Bad news
Over the last ten years new terms have entered the English language. We have 'spin doctors' who, on a 'bad news day', manipulate information to protect their government's 'media flank.' Terminology of this sort is particularly common on military operations, where 'media minders' supervise 'pools' of those journalists who have not been 'embedded', so that their reports can be 'shaped' to conform to the dictates of an all embracing information strategy.
Many deplore the news management of the current age, hearkening back to earlier periods, when fearlessly independent reporters exposed wickedness and brought governments down.
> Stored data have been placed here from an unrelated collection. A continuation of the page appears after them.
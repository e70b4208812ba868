//! The fixed analysis schema returned by `POST /api/analyze-job`.
//!
//! These structs mirror the JSON shape the prompt instructs the model to emit;
//! anything the model returns outside this shape is a parse failure, not a
//! partial result.

use serde::{Deserialize, Serialize};

/// What the posting reveals about the company itself.
#[derive(Debug, Clone, PartialEq, Serialize, Deserialize)]
pub struct CompanyInsights {
    pub name: String,
    pub industry: String,
    /// Notable signals read from the posting: stack choices, team shape,
    /// growth stage, pain points stated between the lines.
    pub signals: Vec<String>,
}

/// The single most exploitable gap identified in the posting.
#[derive(Debug, Clone, PartialEq, Serialize, Deserialize)]
pub struct GapAnalysis {
    pub gap: String,
    /// Where in the posting the gap shows.
    pub evidence: String,
    /// How a candidate can turn the gap into an interview advantage.
    pub opportunity: String,
}

/// Effort tier for a project idea.
#[derive(Debug, Clone, Copy, PartialEq, Serialize, Deserialize)]
#[serde(rename_all = "lowercase")]
pub enum Complexity {
    /// Buildable in a weekend.
    Weekend,
    /// Roughly a week of evenings.
    Week,
    /// A stretch project; impressive but risky to promise.
    Ambitious,
}

/// One interview project idea derived from the posting.
#[derive(Debug, Clone, PartialEq, Serialize, Deserialize)]
pub struct ProjectIdea {
    pub title: String,
    pub description: String,
    /// Why this project speaks to this specific posting.
    pub rationale: String,
    pub complexity: Complexity,
    pub tech: Vec<String>,
}

/// Full structured output of a job-posting analysis.
#[derive(Debug, Clone, PartialEq, Serialize, Deserialize)]
pub struct JobAnalysis {
    pub company: CompanyInsights,
    pub gap: GapAnalysis,
    pub project_ideas: Vec<ProjectIdea>,
    pub talking_points: Vec<String>,
    /// One-sentence positioning strategy for the application.
    pub strategy: String,
}

#[cfg(test)]
mod tests {
    use super::*;

    #[test]
    fn test_complexity_serializes_lowercase() {
        assert_eq!(
            serde_json::to_string(&Complexity::Weekend).unwrap(),
            r#""weekend""#
        );
        assert_eq!(
            serde_json::to_string(&Complexity::Ambitious).unwrap(),
            r#""ambitious""#
        );
    }

    #[test]
    fn test_complexity_rejects_unknown_tier() {
        let result = serde_json::from_str::<Complexity>(r#""monumental""#);
        assert!(result.is_err());
    }

    #[test]
    fn test_job_analysis_full_deserializes_correctly() {
        let json = r#"{
            "company": {
                "name": "Ferrous Systems",
                "industry": "developer tooling",
                "signals": ["hiring first platform engineer", "mentions migration off a monolith"]
            },
            "gap": {
                "gap": "No observability story",
                "evidence": "Posting asks for 'debugging production issues' but lists no tracing stack",
                "opportunity": "Demo a minimal tracing pipeline for their stack"
            },
            "project_ideas": [
                {
                    "title": "Request-trace explorer",
                    "description": "A small web UI over OTLP traces",
                    "rationale": "Directly addresses their stated debugging pain",
                    "complexity": "week",
                    "tech": ["Rust", "axum", "OpenTelemetry"]
                }
            ],
            "talking_points": ["Ask how they debug cross-service failures today"],
            "strategy": "Position as the engineer who makes their migration observable."
        }"#;

        let analysis: JobAnalysis = serde_json::from_str(json).unwrap();
        assert_eq!(analysis.company.name, "Ferrous Systems");
        assert_eq!(analysis.company.signals.len(), 2);
        assert_eq!(analysis.project_ideas.len(), 1);
        assert_eq!(analysis.project_ideas[0].complexity, Complexity::Week);
        assert_eq!(analysis.project_ideas[0].tech[1], "axum");
        assert_eq!(analysis.talking_points.len(), 1);
        assert!(analysis.strategy.starts_with("Position"));
    }
}
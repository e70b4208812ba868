pub mod health;

use axum::{
    routing::{get, post},
    Router,
};

use crate::analysis::handlers;
use crate::state::AppState;

pub fn build_router(state: AppState) -> Router {
    Router::new()
        .route("/health", get(health::health_handler))
        .route("/api/analyze-job", post(handlers::handle_analyze_job))
        .with_state(state)
}
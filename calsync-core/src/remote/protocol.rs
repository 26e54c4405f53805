//! Defines the JSON protocol used between calsync and provider binaries
//! over stdin/stdout.

use serde::{Deserialize, Serialize, de::DeserializeOwned};

use crate::remote::RemoteErrorKind;
use crate::remote::types::{NewEvent, Page, RemoteCalendar, RemoteEvent};

pub trait ProviderCommand: Serialize {
    type Response: DeserializeOwned;
    fn command() -> Command;
}

#[derive(Debug, Clone, Copy, PartialEq, Eq, Serialize, Deserialize)]
#[serde(rename_all = "snake_case")]
pub enum Command {
    Authenticate,
    ListCalendars,
    CreateCalendar,
    DeleteCalendar,
    ListEvents,
    CreateEvent,
    DeleteEvent,
}

/// Request sent from calsync to provider.
#[derive(Debug, Serialize, Deserialize)]
pub struct Request {
    pub command: Command,
    #[serde(default)]
    pub params: serde_json::Value,
}

/// Response sent from provider to calsync.
#[derive(Debug, Serialize, Deserialize)]
#[serde(tag = "status", rename_all = "snake_case")]
pub enum Response<T> {
    Success {
        data: T,
    },
    Error {
        error: String,
        #[serde(default)]
        kind: RemoteErrorKind,
    },
}

impl<T: Serialize> Response<T> {
    pub fn success(data: T) -> String {
        serde_json::to_string(&Response::Success { data }).unwrap_or_else(|e| {
            Response::<()>::error(
                &format!("Failed to serialize response: {e}"),
                RemoteErrorKind::Other,
            )
        })
    }
}

impl Response<()> {
    pub fn error(msg: &str, kind: RemoteErrorKind) -> String {
        let response = Response::<()>::Error {
            error: msg.to_string(),
            kind,
        };
        serde_json::to_string(&response)
            .unwrap_or_else(|_| r#"{"status":"error","error":"unserializable error"}"#.to_string())
    }
}

/// Run the provider's interactive login for an account.
#[derive(Debug, Serialize, Deserialize)]
pub struct Authenticate {
    #[serde(flatten)]
    pub remote_config: serde_json::Map<String, serde_json::Value>,
}

impl ProviderCommand for Authenticate {
    type Response = String; // Account identifier (e.g., email)
    fn command() -> Command {
        Command::Authenticate
    }
}

/// One page of the account's calendar list.
#[derive(Debug, Serialize, Deserialize)]
pub struct ListCalendars {
    #[serde(flatten)]
    pub remote_config: serde_json::Map<String, serde_json::Value>,
    #[serde(default, skip_serializing_if = "Option::is_none")]
    pub page_token: Option<String>,
}

impl ProviderCommand for ListCalendars {
    type Response = Page<RemoteCalendar>;
    fn command() -> Command {
        Command::ListCalendars
    }
}

#[derive(Debug, Serialize, Deserialize)]
pub struct CreateCalendar {
    #[serde(flatten)]
    pub remote_config: serde_json::Map<String, serde_json::Value>,
    pub name: String,
    pub time_zone: String,
}

impl ProviderCommand for CreateCalendar {
    type Response = RemoteCalendar;
    fn command() -> Command {
        Command::CreateCalendar
    }
}

#[derive(Debug, Serialize, Deserialize)]
pub struct DeleteCalendar {
    #[serde(flatten)]
    pub remote_config: serde_json::Map<String, serde_json::Value>,
    pub calendar_id: String,
}

impl ProviderCommand for DeleteCalendar {
    type Response = ();
    fn command() -> Command {
        Command::DeleteCalendar
    }
}

/// One page of events within a time range.
#[derive(Debug, Serialize, Deserialize)]
pub struct ListEvents {
    /// Provider-specific config (e.g., google_account)
    #[serde(flatten)]
    pub remote_config: serde_json::Map<String, serde_json::Value>,
    pub calendar_id: String,
    pub from: String,
    pub to: String,
    #[serde(default, skip_serializing_if = "Option::is_none")]
    pub page_token: Option<String>,
}

impl ProviderCommand for ListEvents {
    type Response = Page<RemoteEvent>;
    fn command() -> Command {
        Command::ListEvents
    }
}

#[derive(Debug, Serialize, Deserialize)]
pub struct CreateEvent {
    #[serde(flatten)]
    pub remote_config: serde_json::Map<String, serde_json::Value>,
    pub calendar_id: String,
    pub event: NewEvent,
}

impl ProviderCommand for CreateEvent {
    type Response = RemoteEvent;
    fn command() -> Command {
        Command::CreateEvent
    }
}

#[derive(Debug, Serialize, Deserialize)]
pub struct DeleteEvent {
    #[serde(flatten)]
    pub remote_config: serde_json::Map<String, serde_json::Value>,
    pub calendar_id: String,
    pub event_id: String,
}

impl ProviderCommand for DeleteEvent {
    type Response = ();
    fn command() -> Command {
        Command::DeleteEvent
    }
}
' ... the British government manipulated information to increase the chances of national survival.'
Of course, there never was such a time. Beginning with the emergence of the Greek city states in the fifth century BC, all governments have attempted to manipulate information to their advantage, and have often suppressed those who have sought to tell a different story. This tendency is most apparent when the very existence of the state is under threat. In extreme situations governments can interpret chance events - storms, fortuitous deaths, and so on - as evidence of the intervention of an external agency (often supernatural) working on their behalf.
Such agencies can come in the form of fate (Athens 480BC), a divine wind (Japan 1281), a protestant God (England 1588), a special providence (Prussia 1762) - example could be piled upon example. In the early summer of 1940 Britain's very existence was threatened, and unsurprisingly, the British government manipulated information to increase the chances of national survival.